What is being asked: The line containing "pub struct AlbumRef" marks the end, so write out exactly every line from the top of the entries below through that one.

Stored items from a collection:
####################

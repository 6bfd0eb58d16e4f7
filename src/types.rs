use serde::{Deserialize, Deserializer, Serialize};
use tabled::Tabled;

/// Persisted Spotify authorization.
///
/// `expires_at` is epoch milliseconds computed from the `expires_in` reported
/// by the token endpoint at write time. A missing refresh token means the user
/// has to authorize again once the access token expires.
#[derive(Debug, Clone, PartialEq, Eq, Serialize, Deserialize)]
#[serde(rename_all = "camelCase")]
pub struct StoredAuthState {
    pub access_token: String,
    #[serde(default, skip_serializing_if = "Option::is_none")]
    pub refresh_token: Option<String>,
    pub expires_at: i64,
}

/// Body returned by `POST /api/token` for both grant types.
#[derive(Debug, Clone, Deserialize)]
pub struct TokenResponse {
    pub access_token: String,
    #[serde(default)]
    pub refresh_token: Option<String>,
    #[serde(default)]
    pub expires_in: Option<i64>,
    #[serde(default)]
    pub scope: Option<String>,
}

#[derive(Debug, Clone, Default, PartialEq, Eq, Serialize, Deserialize)]
pub struct ArtistRef {
    #[serde(default, deserialize_with = "null_to_default")]
    pub name: String,
}

#[derive(Debug, Clone, Default, PartialEq, Eq, Serialize, Deserialize)]
pub struct AlbumRef {
    #[serde(default, deserialize_with = "null_to_default")]
    pub name: String,
    #[serde(default, deserialize_with = "null_to_default")]
    pub release_date: String,
}

/// Canonical track shape returned by every fetcher, whatever wrapper the
/// Spotify endpoint used.
#[derive(Debug, Clone, Default, PartialEq, Eq, Serialize, Deserialize)]
pub struct Track {
    pub id: String,
    pub name: String,
    pub artists: Vec<ArtistRef>,
    pub album: AlbumRef,
}

impl Track {
    /// Artist names joined with `separator`, in credit order.
    pub fn artist_names(&self, separator: &str) -> String {
        self.artists
            .iter()
            .map(|artist| artist.name.as_str())
            .collect::<Vec<_>>()
            .join(separator)
    }
}

#[derive(Debug, Clone, Default, Deserialize)]
pub struct RawAlbum {
    #[serde(default)]
    pub name: Option<String>,
    #[serde(default)]
    pub release_date: Option<String>,
    #[serde(default)]
    pub album_type: Option<String>,
}

/// Track object as Spotify sends it. Local files and unavailable content can
/// come back with null ids or missing fields.
#[derive(Debug, Clone, Default, Deserialize)]
pub struct RawTrack {
    #[serde(default)]
    pub id: Option<String>,
    #[serde(default)]
    pub name: Option<String>,
    #[serde(default, deserialize_with = "null_to_default")]
    pub artists: Vec<Option<ArtistRef>>,
    #[serde(default)]
    pub album: Option<RawAlbum>,
}

impl RawTrack {
    pub fn album_type(&self) -> Option<&str> {
        self.album.as_ref().and_then(|a| a.album_type.as_deref())
    }

    pub fn artist_refs(&self) -> Vec<ArtistRef> {
        self.artists.iter().flatten().cloned().collect()
    }

    /// Normalizes into a [`Track`] using the embedded album. Tracks without an
    /// id cannot be turned into cards and yield `None`.
    pub fn into_track(self) -> Option<Track> {
        let album = self
            .album
            .as_ref()
            .map(|a| AlbumRef {
                name: a.name.clone().unwrap_or_default(),
                release_date: a.release_date.clone().unwrap_or_default(),
            })
            .unwrap_or_default();
        self.into_track_on(album)
    }

    /// Normalizes into a [`Track`] attributed to `album`, used for album track
    /// listings whose items carry no album object.
    pub fn into_track_on(self, album: AlbumRef) -> Option<Track> {
        let artists = self.artist_refs();
        let id = self.id.filter(|id| !id.is_empty())?;
        Some(Track {
            id,
            name: self.name.unwrap_or_default(),
            artists,
            album,
        })
    }
}

/// One page of a Spotify paging object. `next` is null once exhausted.
#[derive(Debug, Clone, Deserialize)]
#[serde(bound(deserialize = "T: Deserialize<'de>"))]
pub struct Page<T> {
    #[serde(default, deserialize_with = "null_to_default")]
    pub items: Vec<Option<T>>,
    #[serde(default)]
    pub next: Option<String>,
    #[serde(default)]
    pub total: Option<u64>,
}

/// Item of `GET /playlists/{id}/items`. Newer responses nest the track under
/// `item`, older ones under `track`.
#[derive(Debug, Clone, Deserialize)]
pub struct PlaylistItem {
    #[serde(default)]
    pub track: Option<RawTrack>,
    #[serde(default)]
    pub item: Option<RawTrack>,
}

/// Item of `GET /me/tracks`.
#[derive(Debug, Clone, Deserialize)]
pub struct SavedTrackItem {
    #[serde(default)]
    pub track: Option<RawTrack>,
}

#[derive(Debug, Clone, Default, PartialEq, Eq, Serialize, Deserialize)]
pub struct Image {
    #[serde(default, deserialize_with = "null_to_default")]
    pub url: String,
}

#[derive(Debug, Clone, Default, PartialEq, Eq, Serialize, Deserialize)]
pub struct PlaylistOwner {
    #[serde(default, deserialize_with = "null_to_default")]
    pub display_name: String,
}

#[derive(Debug, Clone, Default, PartialEq, Eq, Serialize, Deserialize)]
pub struct TrackCount {
    #[serde(default)]
    pub total: u64,
}

#[derive(Debug, Clone, Default, PartialEq, Eq, Serialize, Deserialize)]
pub struct ExternalUrls {
    #[serde(default)]
    pub spotify: Option<String>,
}

#[derive(Debug, Clone, PartialEq, Eq, Serialize, Deserialize)]
pub struct Playlist {
    pub id: String,
    pub name: String,
    #[serde(default, deserialize_with = "null_to_default")]
    pub images: Vec<Image>,
    #[serde(default, deserialize_with = "null_to_default")]
    pub owner: PlaylistOwner,
    /// Track count under its current name.
    #[serde(default, skip_serializing_if = "Option::is_none")]
    pub items: Option<TrackCount>,
    /// Track count under its legacy name. Responses may carry either key or both.
    #[serde(default, skip_serializing_if = "Option::is_none")]
    pub tracks: Option<TrackCount>,
    #[serde(default, deserialize_with = "null_to_default")]
    pub external_urls: ExternalUrls,
}

impl Playlist {
    /// Number of tracks, read from `items` first and `tracks` second, 0 when
    /// neither is present.
    pub fn track_total(&self) -> u64 {
        self.items
            .as_ref()
            .or(self.tracks.as_ref())
            .map(|count| count.total)
            .unwrap_or(0)
    }
}

#[derive(Debug, Clone, PartialEq, Eq, Serialize, Deserialize)]
pub struct Album {
    pub id: String,
    pub name: String,
    #[serde(default, deserialize_with = "null_to_default")]
    pub release_date: String,
    #[serde(default, deserialize_with = "null_to_default")]
    pub images: Vec<Image>,
    #[serde(default, deserialize_with = "null_to_default")]
    pub artists: Vec<ArtistRef>,
    #[serde(default)]
    pub total_tracks: u64,
}

/// Subset of `GET /albums/{id}` the resolver needs.
#[derive(Debug, Clone, Default, Deserialize)]
pub struct AlbumMetadata {
    #[serde(default)]
    pub name: Option<String>,
    #[serde(default)]
    pub release_date: Option<String>,
    #[serde(default)]
    pub album_type: Option<String>,
}

#[derive(Debug, Clone, Default, Deserialize)]
pub struct SearchResponse {
    #[serde(default)]
    pub tracks: Option<Page<RawTrack>>,
    #[serde(default)]
    pub albums: Option<Page<Album>>,
}

/// A printable card. The QR code on the card encodes `spotify_uri`.
#[derive(Debug, Clone, PartialEq, Eq, Serialize, Deserialize)]
#[serde(rename_all = "camelCase")]
pub struct Card {
    pub id: String,
    pub title: String,
    pub artist: String,
    pub year: i32,
    pub spotify_uri: String,
}

#[derive(Tabled)]
pub struct CardTableRow {
    pub year: String,
    pub title: String,
    pub artist: String,
    pub uri: String,
}

#[derive(Tabled)]
pub struct PlaylistTableRow {
    pub name: String,
    pub owner: String,
    pub tracks: u64,
    pub id: String,
}

#[derive(Tabled)]
pub struct TrackTableRow {
    pub name: String,
    pub artists: String,
    pub album: String,
    pub released: String,
    pub id: String,
}

#[derive(Tabled)]
pub struct AlbumTableRow {
    pub name: String,
    pub artists: String,
    pub released: String,
    pub tracks: u64,
    pub id: String,
}

fn null_to_default<'de, D, T>(deserializer: D) -> Result<T, D::Error>
where
    D: Deserializer<'de>,
    T: Default + Deserialize<'de>,
{
    Ok(Option::<T>::deserialize(deserializer)?.unwrap_or_default())
}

####################

Problem solution:
repository 6bfd0eb58d16e4f7
filename src/types.rs
use serde::{Deserialize, Deserializer, Serialize};
use tabled::Tabled;

/// Persisted Spotify authorization.
///
/// `expires_at` is epoch milliseconds computed from the `expires_in` reported
/// by the token endpoint at write time. A missing refresh token means the user
/// has to authorize again once the access token expires.
#[derive(Debug, Clone, PartialEq, Eq, Serialize, Deserialize)]
#[serde(rename_all = "camelCase")]
pub struct StoredAuthState {
    pub access_token: String,
    #[serde(default, skip_serializing_if = "Option::is_none")]
    pub refresh_token: Option<String>,
    pub expires_at: i64,
}

/// Body returned by `POST /api/token` for both grant types.
#[derive(Debug, Clone, Deserialize)]
pub struct TokenResponse {
    pub access_token: String,
    #[serde(default)]
    pub refresh_token: Option<String>,
    #[serde(default)]
    pub expires_in: Option<i64>,
    #[serde(default)]
    pub scope: Option<String>,
}

#[derive(Debug, Clone, Default, PartialEq, Eq, Serialize, Deserialize)]
pub struct ArtistRef {
    #[serde(default, deserialize_with = "null_to_default")]
    pub name: String,
}

#[derive(Debug, Clone, Default, PartialEq, Eq, Serialize, Deserialize)]
pub struct AlbumRef {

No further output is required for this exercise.